Cryptocurrency Exchanges
Crypto exchanges are an online marketplace where traders can buy & sell a variety of digital currencies (BTC, ETH etc) in just a few clicks. Some well-known exchanges are; Coinbase, eToro, CoinJar, Kraken etc. Make sure you complete your own due diligence (reputation, security, fee structure, validation checks) on any exchange you decide to use. Once you’ve purchased bitcoin, a crypto wallet will be required to safely store your new crypto. Most exchanges provide a wallet facility but some at a cost, and not at all.
Mining
As discussed earlier in the post, miners are responsible for confirming transactions (Blocks) using high-speed mining devices (ASICs etc). Every miner earns a certain amount of bitcoin for every block (Confirming transactions) they mine. The block reward as of writing sits at 6.25 BTC per BTC block mined. Mining is not cheap and does cost a lot to get started and also to maintain. You will require an extremely powerful high-specification mining device (ASICs etc). These devices have other associated costs such as storage, security, maintenance, electricity & internet costs. The BTC block rewards less than mining costs can conclude that this method may be unprofitable. For the vast majority, the mining of bitcoin will likely be unprofitable and unsustainable.

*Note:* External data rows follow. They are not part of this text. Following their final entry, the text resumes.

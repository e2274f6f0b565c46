//! 重启恢复测试
//!
//! 打开的账单、已处理命令和审计日志都必须在进程重启后保留

use rust_decimal::Decimal;
use shared::sitting::{DishInput, Owner, SittingStatus, TableCommand, TableCommandPayload};
use table_ledger::{LedgerConfig, LedgerError, TableLedgerManager};
use tempfile::TempDir;

fn dec(s: &str) -> Decimal {
    s.parse().unwrap()
}

fn config_for(dir: &TempDir) -> LedgerConfig {
    let mut config = LedgerConfig::with_overrides(dir.path().to_string_lossy());
    config.materiality_threshold = Decimal::TEN;
    config
}

fn place(table_id: &str, owner: &str, name: &str, price: &str) -> TableCommand {
    TableCommand::new(TableCommandPayload::PlaceDishOrder {
        table_id: table_id.to_string(),
        owner: Owner::named(owner),
        dish: DishInput::new(name, 1, dec(price)),
    })
}

fn pay(table_id: &str, amount: &str) -> TableCommand {
    TableCommand::new(TableCommandPayload::PayAmount {
        table_id: table_id.to_string(),
        amount: dec(amount),
        owner: None,
    })
}

#[tokio::test]
async fn test_open_sittings_survive_restart() {
    let dir = TempDir::new().unwrap();
    let config = config_for(&dir);

    let retried = pay("R1", "12.00");
    let (sitting_id, first_outcome) = {
        let manager = TableLedgerManager::new(&config).unwrap();
        manager.execute(place("R1", "Ana", "Paella", "30.00")).await.unwrap();
        manager.execute(place("R1", "Luis", "Wine", "14.00")).await.unwrap();
        let outcome = manager.execute(retried.clone()).await.unwrap();
        manager
            .execute(TableCommand::new(TableCommandPayload::InitializeSplit {
                table_id: "R1".into(),
                number_of_people: 2,
                participants: vec![Owner::named("Ana"), Owner::named("Luis")],
            }))
            .await
            .unwrap();
        (outcome.sitting_id.clone().unwrap(), outcome)
    };

    let manager = TableLedgerManager::new(&config).unwrap();
    let summary = manager.get_summary("R1").unwrap();
    assert_eq!(summary.sitting_id, sitting_id);
    assert_eq!(summary.status, SittingStatus::Open);
    assert_eq!(summary.total_amount, dec("44.00"));
    assert_eq!(summary.paid_amount, dec("12.00"));
    assert_eq!(summary.remaining_amount, dec("32.00"));
    assert_eq!(manager.list_dish_orders("R1").len(), 2);
    assert_eq!(manager.list_participants("R1").len(), 2);

    let split = manager.get_split_status("R1").unwrap();
    assert_eq!(split.pending_count, 2);
    assert!(split.shares.iter().all(|s| s.expected_amount == dec("16.00")));

    // retry after restart replays, does not re-apply
    let replayed = manager.execute(retried).await.unwrap();
    assert_eq!(replayed, first_outcome);
    assert_eq!(manager.get_summary("R1").unwrap().paid_amount, dec("12.00"));

    // dish index survives too
    let dish_id = manager.list_dish_orders("R1")[1].dish_id.clone();
    manager
        .execute(TableCommand::new(TableCommandPayload::PayDish { dish_id }))
        .await
        .unwrap();
    assert_eq!(manager.get_summary("R1").unwrap().remaining_amount, dec("18.00"));
}

#[tokio::test]
async fn test_closed_sittings_stay_closed_after_restart() {
    let dir = TempDir::new().unwrap();
    let config = config_for(&dir);

    let sitting_id = {
        let manager = TableLedgerManager::new(&config).unwrap();
        manager.execute(place("R2", "Ana", "Soup", "8.00")).await.unwrap();
        let outcome = manager.execute(pay("R2", "8.00")).await.unwrap();
        assert!(outcome.sitting_closed);
        outcome.sitting_id.unwrap()
    };

    let manager = TableLedgerManager::new(&config).unwrap();
    assert!(manager.get_summary("R2").is_none());
    assert!(manager.get_open_sittings().is_empty());

    let closed = manager.get_closed_sitting(&sitting_id).unwrap().unwrap();
    assert_eq!(closed.status, SittingStatus::Closed);
    assert_eq!(closed.paid_amount, dec("8.00"));
    assert!(closed.closed_at.is_some());

    let events = manager.get_sitting_events(&sitting_id).unwrap();
    assert_eq!(events.last().unwrap().sequence, closed.last_sequence);

    let err = manager.execute(pay("R2", "1.00")).await.unwrap_err();
    assert!(matches!(err, LedgerError::NoActiveSitting(_)));

    // a new order opens a fresh sitting
    let outcome = manager.execute(place("R2", "Luis", "Tea", "2.00")).await.unwrap();
    assert_ne!(outcome.sitting_id.unwrap(), sitting_id);
}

How To Store Your Bitcoin?
Ok so you have bitcoin, now where do you store it? Let’s take a look at the 2 types of wallets :
Hot Wallets
Any wallets that are held online are referred to as hot wallets. These wallets can be extremely convenient and allow you to complete transactions quickly. However, here are some things to consider:
Lack Of Security – Like with anything connected to the internet there is always a risk of it being hacked. This also applies to bitcoin and holding it online increases your risk of your precious bitcoin being stolen.
No Ownership/Control – You are simply NOT the owner of the private key of that wallet. The wallet facilities provided by exchanges are custodial accounts. In an event where the exchange was compromised then your wallet is at risk of being stolen or lost. Increased government influence could see crypto exchanges forced to freeze assets. In that scenario, your bitcoin would be under the total control of the government.
In my humble opinion, I believe a hot wallet should only be seen as a temporary wallet to complete transactions. These wallets should not be used to hold large amounts of bitcoins.
Cold Wallets
A wallet that has no connection to the internet (offline). These wallets reduce the risk significantly as they are not internet-connected. The wallet address and the private key are stored on the offline device that the user owns and controls.
Paper Wallets
You generate this wallet on a specific website that then provides you with a public and private key. You simply print and store these keys. Access to any bitcoin stored in these wallets can only be accessed if you have the printed paper.
Hardware Wallets
These devices are USB drives that are used to securely store your private keys. These wallets are not as susceptible to threats or vulnerabilities as internet-connected devices. These devices are extremely easy to set up and use. They are a clever way to discreetly and securely transport your bitcoin around with you.
My Thoughts
I personally see this new form of digital gold as a speculative hedge against the current financial system. As my readers are aware, I have zero faith in this current system. I believe a collapse will happen eventually, and each day it becomes ever more likely. Bitcoin in the last month has hit a high of $58,367 and at the time of writing sits at $46,615. The prices of assets like bitcoin, gold and silver are a result of the decrease in the value of the dollar (or other fiat currencies). I am proudly invested in bitcoin and a few other crypto assets but I follow the same strategy as I do with silver, buy and hold. I think the bitcoin highs have not yet been reached and I don’t trust governments, central banks and the manipulated financial system.